The enactment of tort reform could adversely affect our business.

Legislation concerning tort reform is from time to time considered in the United States Congress. Among the provisions considered for inclusion in such legislation are limitations on damage awards, including punitive damages. Enactment of these or similar provisions by Congress or by the states in which we operate could result in a reduction in the demand for liability insurance policies or a decrease in the limits of such policies, thereby reducing our revenues. We cannot predict whether any such legislation will be enacted or, if enacted, the form such legislation will take, nor can we predict the effect, if any, such legislation would have on our business or results of operations.

Risks Related to Our Common Stock

Our stock price may fluctuate significantly and be highly volatile and this may make it difficult for shareholders to resell shares of our common stock at the volume, prices and times they find attractive.

The market price of our common stock could be subject to significant fluctuations and be highly volatile, which may make it difficult for shareholders to resell shares of our common stock at the volume, prices and times they find attractive. There are many factors that will impact our stock price and trading volume, including, but not limited to, the factors listed above under “Risks Related to Our Business.”

 
52

 
 
       Stock markets, in general, have experienced in recent years, and continue to experience, significant price and volume volatility, and the market price of our common stock may continue to be subject to similar market fluctuations that may be unrelated to our operating performance and prospects. Increased market volatility and fluctuations could result in a substantial decline in the market price of our common stock.

The trading volume in our common stock has been limited. As a result, shareholders may not experience liquidity in their investment in our common stock, thereby potentially limiting their ability to resell their shares at the volume, times and prices they find attractive.

Our common stock is currently traded on The NASDAQ Capital Market. Our common stock is currently thinly traded and has substantially less liquidity than the average trading market for many other publicly-traded insurance and other companies. An active trading market for our common stock may not develop or, if developed, may not be sustained. Thinly traded stocks can be more volatile than stock trading in an active public market. Therefore, shareholders have very little liquidity and may not be able to sell their shares at the volume, prices and times that they desire.
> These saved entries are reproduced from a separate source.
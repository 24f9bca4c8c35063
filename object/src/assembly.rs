use std::cell::RefCell;
use std::rc::Rc;

use crate::attribute::{Attribute, AttributeFlags};
use crate::hooks::ApplicationHooks;
use crate::instance::Instance;
use crate::types::CipDataType;

/// The Assembly class id (Vol1 Table 5-3.1).
pub const ASSEMBLY_CLASS_ID: u16 = 0x04;

/// Attribute 3's `getable_all`/`setable_single` Assembly-specific bit: every
/// attribute below 32 is covered, but only attributes 3 and 4 are defined,
/// so the class mask is fixed.
pub const ASSEMBLY_ALL_MASK: u32 = (1 << 3) | (1 << 4);

/// Builds an Assembly instance over `buffer` (§4.8): attribute 3 is the raw
/// byte buffer, shared with whatever owns it (normally the application);
/// attribute 4 is its length, recomputed from `buffer` on every read.
///
/// `is_consuming_target` reports whether `instance_id` is currently the
/// consuming target of an established I/O connection - the setter on
/// attribute 3 refuses explicit writes while that holds, per §4.8. It is a
/// closure rather than a `cip-connmgr` dependency so this crate stays
/// beneath the Connection Manager in the dependency graph; `cip-core` wires
/// it to the active connection set at startup.
pub fn build_assembly_instance(
	instance_id: u32,
	buffer: Rc<RefCell<Vec<u8>>>,
	hooks: Rc<RefCell<dyn ApplicationHooks>>,
	is_consuming_target: Rc<dyn Fn(u32) -> bool>,
) -> Instance {
	let mut instance = Instance::new(instance_id);

	let set_buffer = buffer.clone();
	let set_hooks = hooks.clone();
	let set_is_consuming_target = is_consuming_target.clone();
	instance.add_attribute(Attribute::new_custom(
		3,
		CipDataType::ByteArray,
		AttributeFlags::get_set(),
		Some({
			let buffer = buffer.clone();
			Box::new(move || Ok(buffer.borrow().clone()))
		}),
		Some(Box::new(move |payload: &[u8]| {
			use crate::status::GeneralStatus;

			if set_is_consuming_target(instance_id) {
				return Err(GeneralStatus::AttributeNotSetable);
			}

			let expected = set_buffer.borrow().len();
			if payload.len() < expected {
				return Err(GeneralStatus::NotEnoughData);
			}
			if payload.len() > expected {
				return Err(GeneralStatus::TooMuchData);
			}

			*set_buffer.borrow_mut() = payload.to_vec();
			set_hooks
				.borrow_mut()
				.after_assembly_data_received(instance_id)
				.map_err(|_| GeneralStatus::InvalidAttributeValue)
		})),
	));

	let len_buffer = buffer;
	instance.add_attribute(Attribute::new_custom(
		4,
		CipDataType::Uint,
		AttributeFlags::get_only(),
		Some(Box::new(move || Ok((len_buffer.borrow().len() as u16).to_le_bytes().to_vec()))),
		None,
	));

	instance
}

/// Invokes `BeforeAssemblyDataSend` and returns the producing assembly's
/// current bytes, for `cip-ioconn`'s outbound frame assembly.
pub fn before_send(hooks: &RefCell<dyn ApplicationHooks>, instance_id: u32, buffer: &RefCell<Vec<u8>>) -> (bool, Vec<u8>) {
	let changed = hooks.borrow_mut().before_assembly_data_send(instance_id);
	(changed, buffer.borrow().clone())
}

#[cfg(test)]
mod test {
	use super::*;
	use crate::hooks::NullHooks;

	#[test]
	fn setter_rejects_while_consuming_target() {
		let buffer = Rc::new(RefCell::new(vec![0u8; 4]));
		let hooks: Rc<RefCell<dyn ApplicationHooks>> = Rc::new(RefCell::new(NullHooks));
		let is_target: Rc<dyn Fn(u32) -> bool> = Rc::new(|_| true);
		let mut instance = build_assembly_instance(101, buffer, hooks, is_target);
		let attr = instance.attribute_mut(3).unwrap();
		assert!(attr.set_single(&[1, 2, 3, 4]).is_err());
	}

	#[test]
	fn setter_enforces_exact_length_and_invokes_hook() {
		let buffer = Rc::new(RefCell::new(vec![0u8; 2]));
		let hooks: Rc<RefCell<dyn ApplicationHooks>> = Rc::new(RefCell::new(NullHooks));
		let is_target: Rc<dyn Fn(u32) -> bool> = Rc::new(|_| false);
		let mut instance = build_assembly_instance(102, buffer.clone(), hooks, is_target);
		let attr = instance.attribute_mut(3).unwrap();

		assert!(attr.set_single(&[1]).is_err());
		assert!(attr.set_single(&[1, 2, 3]).is_err());
		assert!(attr.set_single(&[9, 9]).is_ok());
		assert_eq!(*buffer.borrow(), vec![9, 9]);
	}

	#[test]
	fn length_attribute_tracks_buffer_size() {
		let buffer = Rc::new(RefCell::new(vec![0u8; 8]));
		let hooks: Rc<RefCell<dyn ApplicationHooks>> = Rc::new(RefCell::new(NullHooks));
		let is_target: Rc<dyn Fn(u32) -> bool> = Rc::new(|_| false);
		let instance = build_assembly_instance(103, buffer, hooks, is_target);
		let attr = instance.attribute(4).unwrap();
		assert_eq!(attr.get_single().unwrap(), 8u16.to_le_bytes().to_vec());
	}
}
There may be future issuances or resales of our common stock which may materially and adversely affect the market price of our common stock.
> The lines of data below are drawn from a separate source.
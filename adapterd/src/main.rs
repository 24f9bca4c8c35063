mod config;

use std::cell::RefCell;
use std::io::stderr;
use std::process::ExitCode;
use std::rc::Rc;

use clap::{Arg, Command};
use cip_connmgr::ConnectionPoint;
use cip_core::{CipContext, DeviceConfig, NetLoop};
use cip_epath::DeviceIdentity;
use cip_object::{ApplicationHooks, ConnectionHandle, GeneralStatus, IoConnectionEvent};
use common::obs::assemble_logger;
use config::{AdapterConfig, ConnectionPointConfig};
use slog::{error, info, o, warn};

/// Logs every integrator-facing hook call instead of acting on it; the
/// generic binary has no device-specific application logic of its own, just
/// the Assembly buffers the config wires up.
struct LoggingHooks {
	logger: slog::Logger,
}

impl ApplicationHooks for LoggingHooks {
	fn after_assembly_data_received(&mut self, instance: u32) -> Result<(), GeneralStatus> {
		slog::debug!(self.logger, "assembly data received"; "instance" => instance);
		Ok(())
	}

	fn before_assembly_data_send(&mut self, _instance: u32) -> bool {
		true
	}

	fn run_idle_changed(&mut self, connection: ConnectionHandle, is_running: bool) {
		info!(self.logger, "run/idle changed"; "connection" => connection.0, "running" => is_running);
	}

	fn notify_io_connection_event(&mut self, connection: ConnectionHandle, event: IoConnectionEvent) {
		info!(self.logger, "connection event"; "connection" => connection.0, "event" => format!("{:?}", event));
	}
}

#[tokio::main(flavor = "current_thread")]
async fn main() -> ExitCode {
	let matches = Command::new("adapterd")
		.version("0.1.0")
		.about("An EtherNet/IP adapter (target) device")
		.arg(Arg::new("config").long("config").num_args(1).default_value("/etc/adapterd/adapter.toml").help("The path to the TOML configuration file"))
		.arg(Arg::new("serial").long("serial").num_args(1).help("Overrides the configured device serial number"))
		.arg(Arg::new("product-name").long("product-name").num_args(1).help("Overrides the configured product name"))
		.get_matches();

	let logger = assemble_logger(stderr());

	let config_path: &String = matches.get_one("config").unwrap();
	let mut config = match AdapterConfig::load(std::path::Path::new(config_path)) {
		Ok(c) => c,
		Err(e) => {
			error!(logger, "failed to load configuration"; "path" => config_path, "error" => format!("{}", e));
			return ExitCode::FAILURE;
		}
	};

	if let Some(serial) = matches.get_one::<String>("serial") {
		match serial.parse() {
			Ok(v) => config.identity.serial_number = v,
			Err(_) => {
				error!(logger, "invalid --serial value"; "value" => serial);
				return ExitCode::FAILURE;
			}
		}
	}
	if let Some(name) = matches.get_one::<String>("product-name") {
		config.identity.product_name = name.clone();
	}

	if let Err(e) = run(config, logger.clone()).await {
		error!(logger, "adapter exited with error"; "error" => format!("{:#}", e));
		return ExitCode::FAILURE;
	}

	ExitCode::SUCCESS
}

async fn run(config: AdapterConfig, logger: slog::Logger) -> anyhow::Result<()> {
	let device = DeviceConfig {
		identity: DeviceIdentity {
			vendor_id: config.identity.vendor_id,
			device_type: config.identity.device_type,
			product_code: config.identity.product_code,
			major_revision: config.identity.major_revision,
			minor_revision: config.identity.minor_revision,
		},
		serial_number: config.identity.serial_number,
		product_name: config.identity.product_name.clone(),
		status: config.identity.status,
		state: config.identity.state,
		device_ip: config.network.ip,
		tcp_port: config.network.tcp_port,
	};

	let hooks: Rc<RefCell<dyn ApplicationHooks>> = Rc::new(RefCell::new(LoggingHooks { logger: logger.new(o!("component" => "hooks")) }));

	let mut ctx = CipContext::new(device, config.network.netmask, 1, config.session_capacity, config.delay_capacity, config.tick_usecs, hooks, logger.new(o!("component" => "cip-core")));

	for assembly in &config.assemblies {
		let mut initial = assembly.initial_data.clone();
		initial.resize(assembly.size, 0);
		ctx.create_assembly_instance(assembly.instance, initial);
	}

	for point in &config.connection_points {
		if let Err(e) = configure_connection_point(&mut ctx, point) {
			warn!(logger, "skipping invalid connection point"; "kind" => &point.kind, "error" => e);
		}
	}

	info!(logger, "starting adapter";
		"ip" => config.network.ip.to_string(),
		"tcp_port" => config.network.tcp_port,
		"io_port" => config.network.io_port,
		"tick_usecs" => config.tick_usecs,
	);

	let mut net_loop = NetLoop::bind(config.network.ip, config.network.netmask, config.tick_usecs, config.network.tcp_port, config.network.io_port).await?;
	net_loop.run(&mut ctx).await?;
	Ok(())
}

fn configure_connection_point(ctx: &mut CipContext, point: &ConnectionPointConfig) -> Result<(), &'static str> {
	let connection_point = ConnectionPoint {
		consuming_assembly: point.output_assembly,
		producing_assembly: point.input_assembly,
		config_assembly: point.config_assembly,
	};

	match point.kind.as_str() {
		"exclusive_owner" => ctx.configure_exclusive_owner(connection_point),
		"input_only" => ctx.configure_input_only(connection_point, point.capacity),
		"listen_only" => ctx.configure_listen_only(connection_point, point.capacity),
		_ => return Err("kind must be one of exclusive_owner/input_only/listen_only"),
	}

	Ok(())
}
Subject to any required state insurance regulatory approvals, we are not restricted from issuing additional shares of our common stock in the future, including securities convertible into, or exchangeable or exercisable for, shares of our common stock. Our issuance of additional shares of common stock in the future will dilute the ownership interests of our then existing shareholders.

We have an effective registration on Form S-3 under the Securities Act registering for resale 659,100 shares of our common stock and effective registration statements on Form S-8 under the Securities Act registering an aggregate of 700,000 shares of our common stock issuable under our 2005 Equity Participation Plan. Options to purchase 321,365 shares of our common stock are outstanding under this plan and 201,135 shares are reserved for issuance thereunder. The shares subject to the registration statement on Form S-3 will be freely tradeable in the public market. In addition, the shares issuable pursuant to the registration statements on Form S-8 will be freely tradable in the public market, except for shares held by affiliates.
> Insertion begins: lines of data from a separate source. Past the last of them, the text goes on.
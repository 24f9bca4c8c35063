use cip_codec::int_enum;

int_enum! {
	/// The CIP elementary data types (Vol1 Appendix C) an [`crate::Attribute`]
	/// can be tagged with. Values match the elementary data type codes used
	/// in `GetAttributeList`/template services; this stack does not expose
	/// those services, but keeps the real codes for familiarity.
	#[derive(Debug, Clone, Copy, PartialEq, Eq)]
	pub enum CipDataType: u8 {
		Bool = 0xC1,
		Sint = 0xC2,
		Int = 0xC3,
		Dint = 0xC4,
		Lint = 0xC5,
		Usint = 0xC6,
		Uint = 0xC7,
		Udint = 0xC8,
		Ulint = 0xC9,
		Real = 0xCA,
		Lreal = 0xCB,
		ShortString = 0xDA,
		String = 0xD0,
		Byte = 0xD1,
		Word = 0xD2,
		Dword = 0xD3,
		Lword = 0xD4,
		ByteArray = 0xA1,
	}
}

impl CipDataType {
	/// The on-wire width in bytes, for types whose encoding is fixed-size.
	/// `None` for variable-length types (`STRING`, `SHORT_STRING`,
	/// `BYTE_ARRAY`), which GetAttributeAll cannot gap-fill and which a
	/// custom getter/setter must supply.
	pub fn fixed_width(&self) -> Option<usize> {
		match self {
			CipDataType::Bool | CipDataType::Sint | CipDataType::Usint | CipDataType::Byte => Some(1),
			CipDataType::Int | CipDataType::Uint | CipDataType::Word => Some(2),
			CipDataType::Dint | CipDataType::Udint | CipDataType::Dword | CipDataType::Real => Some(4),
			CipDataType::Lint | CipDataType::Ulint | CipDataType::Lword | CipDataType::Lreal => Some(8),
			CipDataType::String | CipDataType::ShortString | CipDataType::ByteArray => None,
		}
	}
}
The sale of a substantial number of shares of our common stock or securities convertible into, or exchangeable or exercisable for, shares of our common stock, whether directly by us or by our existing shareholders in the secondary market, the perception that such issuances or resales could occur or the availability for future issuances or resale of shares of our common stock or securities convertible into, or exchangeable or exercisable for, shares of our common stock could materially and adversely affect the market price of our common stock and our ability to raise capital through future offerings of equity or equity-related securities on attractive terms or at all.

In addition, our board of directors is authorized to designate and issue preferred stock without further shareholder approval, and we may issue other equity and equity-related securities that are senior to our common stock in the future for a number of reasons, including, without limitation, to support operations and growth, to maintain our capital ratios, and to comply with any future changes in regulatory standards.

 
53

 
 
        Our executive officers and directors own a substantial number of shares of our common stock. This will enable them to significantly influence the vote on all matters submitted to a vote of our shareholders.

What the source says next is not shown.